The survey data also found 52% of Vallejo juniors said it was "easy" to get vapes in town. The state health department's food and drug branch also reported that 45.5% of Vallejo stores visited in 2018 sold tobacco to an underage decoy.
Genesis Miguel, a 19-year-old Vallejo resident, volunteers with the Youth Tobacco Control Advocacy and Policy Project. Known as YTAPP for short, it is overseen by the group Bay Area Community Resources.
Speaking in support of the TRL ordinance, she told the councilmembers about serving as a youth decoy and how easy it was for her to buy tobacco products in town. A person must be 21 to make such a purchase, with retailers required to check customers' IDs.
"I went into a store once to purchase a tobacco product and the store cashier asked, 'You are 21, right?' Answering with all the confidence in the world, I said, 'Yes.' He then sold me the product," recalled Miguel.
She added that youth as young as in the fifth grade are vaping due to how easy it is to obtain e-cigarettes and because of the fruity flavors the tobacco for e-cigarettes are marketed in. There is also misinformation about it being a healthier option than cigarettes, noted Miguel.
"There is no harm many have claimed. But the truth lies in the fact that tobacco kills," she said.
According to health advocates there are roughly 100 tobacco retailers in Vallejo. And they tend to cluster near vulnerable populations, such as the city's residents who are LGBTQ and/or people of color, noted Calyn Kelley, who has worked for various youth-focused nonprofits in the Bay Area and has helped lead the San Francisco Tobacco Free Coalition.
"It is no coincidence these retailers have clustered in these areas," said Kelley, who also urged the Vallejo council to ban the sale of tobacco products at pharmacies.
Another advocate for the TRL ordinance is Joseph Hayden, 54, a gay Vallejo resident and married father who volunteers with LGBTQ Minus Tobacco and recently became co-chair of the Tobacco Free Solano program administered by the county health department. He noted how his father and paternal grandmother both smoked and died at age 50.
"My father didn't get to know my daughter or his granddaughter," Hayden told the councilmembers.
His experience resonated with City Councilmember Mina Loera-Mina, who disclosed that her father gave up smoking when she gave birth to her first son years ago.
"The greatest gift my father could give my son was to stop his 30-year habit of smoking," said Loera-Mina, noting that her family home was like "growing up in a chimney.

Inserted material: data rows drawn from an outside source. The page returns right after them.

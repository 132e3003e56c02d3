use std::sync::{Arc, Mutex, MutexGuard, PoisonError};

use loam_blocks::{BlockId, Direction};
use loam_chunk::ChunkGrid;
use loam_store::{BlockChange, BlockChangeListener, ChangeOrigin, ChunkStore, Generate};
use loam_world::{BlockPos, ChunkCoord, WorldId};

use crate::tracker::{PlayerId, SendTracker};
use crate::wire::{BlockChanged, BlockEdit, ChunkPacket, ClientMessage, HostMessage};

#[derive(Clone, Copy, Debug, PartialEq, Eq)]
pub enum Reliability {
    Reliable,
    Unreliable,
}

/// Message delivery. Implementations own peer addressing and encoding.
pub trait Transport: Send + Sync {
    fn send_to_client(&self, peer: PlayerId, msg: HostMessage, reliability: Reliability);
    fn send_to_host(&self, msg: ClientMessage, reliability: Reliability);
}

/// Host side: streams chunks to peers, applies their edit requests, and
/// fans out every local change to the peers that hold the chunk.
pub struct HostSync {
    store: Arc<ChunkStore>,
    transport: Arc<dyn Transport>,
    tracker: Mutex<SendTracker>,
}

impl HostSync {
    /// Builds the sync and subscribes it to `store`.
    pub fn new(store: Arc<ChunkStore>, transport: Arc<dyn Transport>) -> Arc<Self> {
        let host = Arc::new(Self {
            store: Arc::clone(&store),
            transport,
            tracker: Mutex::new(SendTracker::new()),
        });
        store.subscribe(&host);
        host
    }

    fn tracker(&self) -> MutexGuard<'_, SendTracker> {
        self.tracker.lock().unwrap_or_else(PoisonError::into_inner)
    }

    // Tracker lock is held across snapshot and send so a concurrent edit's
    // broadcast cannot slip in between them.
    fn push_locked(&self, tracker: &mut SendTracker, peer: PlayerId, world: WorldId, coord: ChunkCoord, grid: &ChunkGrid) {
        let packet = ChunkPacket::from_grid(world, coord, grid);
        self.transport
            .send_to_client(peer, HostMessage::Chunk(packet), Reliability::Reliable);
        tracker.mark_sent(peer, world, coord);
    }

    /// Pushes every ready, unsent chunk around `center`; the rest are queued
    /// for background generation and picked up on a later call. Returns the
    /// number of chunks pushed.
    pub fn stream_around(
        &self,
        peer: PlayerId,
        world: WorldId,
        center: ChunkCoord,
        radius_xz: i32,
        radius_y: i32,
    ) -> usize {
        let mut pushed = 0;
        for coord in center.neighborhood(radius_xz, radius_y) {
            let mut tracker = self.tracker();
            if tracker.was_sent(peer, world, coord) {
                continue;
            }
            if let Some(grid) = self.store.get_block_data(world, coord, Generate::Background) {
                self.push_locked(&mut tracker, peer, world, coord, &grid);
                pushed += 1;
            }
        }
        if pushed > 0 {
            log::debug!(target: "net", "peer {}: pushed {} chunk(s) around {:?}", peer, pushed, center);
        }
        pushed
    }

    pub fn handle_client(&self, peer: PlayerId, msg: ClientMessage) {
        match msg {
            ClientMessage::RequestChunk { world, coord } => {
                let mut tracker = self.tracker();
                tracker.forget(peer, world, coord);
                match self.store.get_block_data(world, coord, Generate::Inline) {
                    Some(grid) => self.push_locked(&mut tracker, peer, world, coord, &grid),
                    None => log::debug!(target: "net", "peer {}: {:?} not ready, will stream later", peer, coord),
                }
            }
            ClientMessage::SetBlock(edit) => {
                if !self.store.set_block(edit.world, edit.pos, edit.id, edit.direction) {
                    log::warn!(target: "net", "peer {}: edit at {:?} rejected", peer, edit.pos);
                }
            }
        }
    }

    pub fn player_left(&self, peer: PlayerId) {
        let dropped = self.tracker().remove_player(peer);
        log::info!(target: "net", "peer {} left ({} chunk(s) forgotten)", peer, dropped);
    }

    pub fn sent_count(&self, peer: PlayerId) -> usize {
        self.tracker().sent_count(peer)
    }
}

impl BlockChangeListener for HostSync {
    fn on_block_changed(&self, change: &BlockChange) {
        if change.origin == ChangeOrigin::Remote {
            return;
        }
        let msg = BlockChanged {
            world: change.world,
            pos: change.pos,
            id: change.id,
            direction: change.direction,
        };
        let tracker = self.tracker();
        for peer in tracker.players_with(change.world, change.pos.chunk()) {
            self.transport
                .send_to_client(peer, HostMessage::BlockChanged(msg), Reliability::Reliable);
        }
    }
}

/// Client side: never predicts. Edits go to the host and come back as
/// confirmed changes.
pub struct ClientSync {
    store: Arc<ChunkStore>,
    transport: Arc<dyn Transport>,
}

impl ClientSync {
    pub fn new(store: Arc<ChunkStore>, transport: Arc<dyn Transport>) -> Self {
        Self { store, transport }
    }

    pub fn request_set_block(&self, world: WorldId, pos: BlockPos, id: BlockId, direction: Direction) {
        let edit = BlockEdit {
            world,
            pos,
            id,
            direction,
        };
        self.transport
            .send_to_host(ClientMessage::SetBlock(edit), Reliability::Reliable);
    }

    pub fn request_chunk(&self, world: WorldId, coord: ChunkCoord) {
        self.transport
            .send_to_host(ClientMessage::RequestChunk { world, coord }, Reliability::Reliable);
    }

    /// Returns false when the message could not be applied locally.
    pub fn handle_host(&self, msg: HostMessage) -> bool {
        match msg {
            HostMessage::Chunk(packet) => match packet.to_grid() {
                Some(grid) => {
                    self.store.overwrite_block_data(packet.world, packet.coord, grid);
                    true
                }
                None => {
                    log::warn!(target: "net", "malformed chunk packet for {:?}; dropped", packet.coord);
                    false
                }
            },
            HostMessage::BlockChanged(c) => self.store.apply_remote_block(c.world, c.pos, c.data()),
        }
    }
}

He decided when his grandson was born to change that."
A TRL ordinance is "definitely needed" in Vallejo, said Loera-Mina, adding that it "really hurts" to see the impact smoking has had on families like that of her council colleague Bregenzer.
"These types of deaths can be prevented," she said. "I could not with a clear conscious not support something like this."
No one spoke against the TRL ordinance during the council meeting.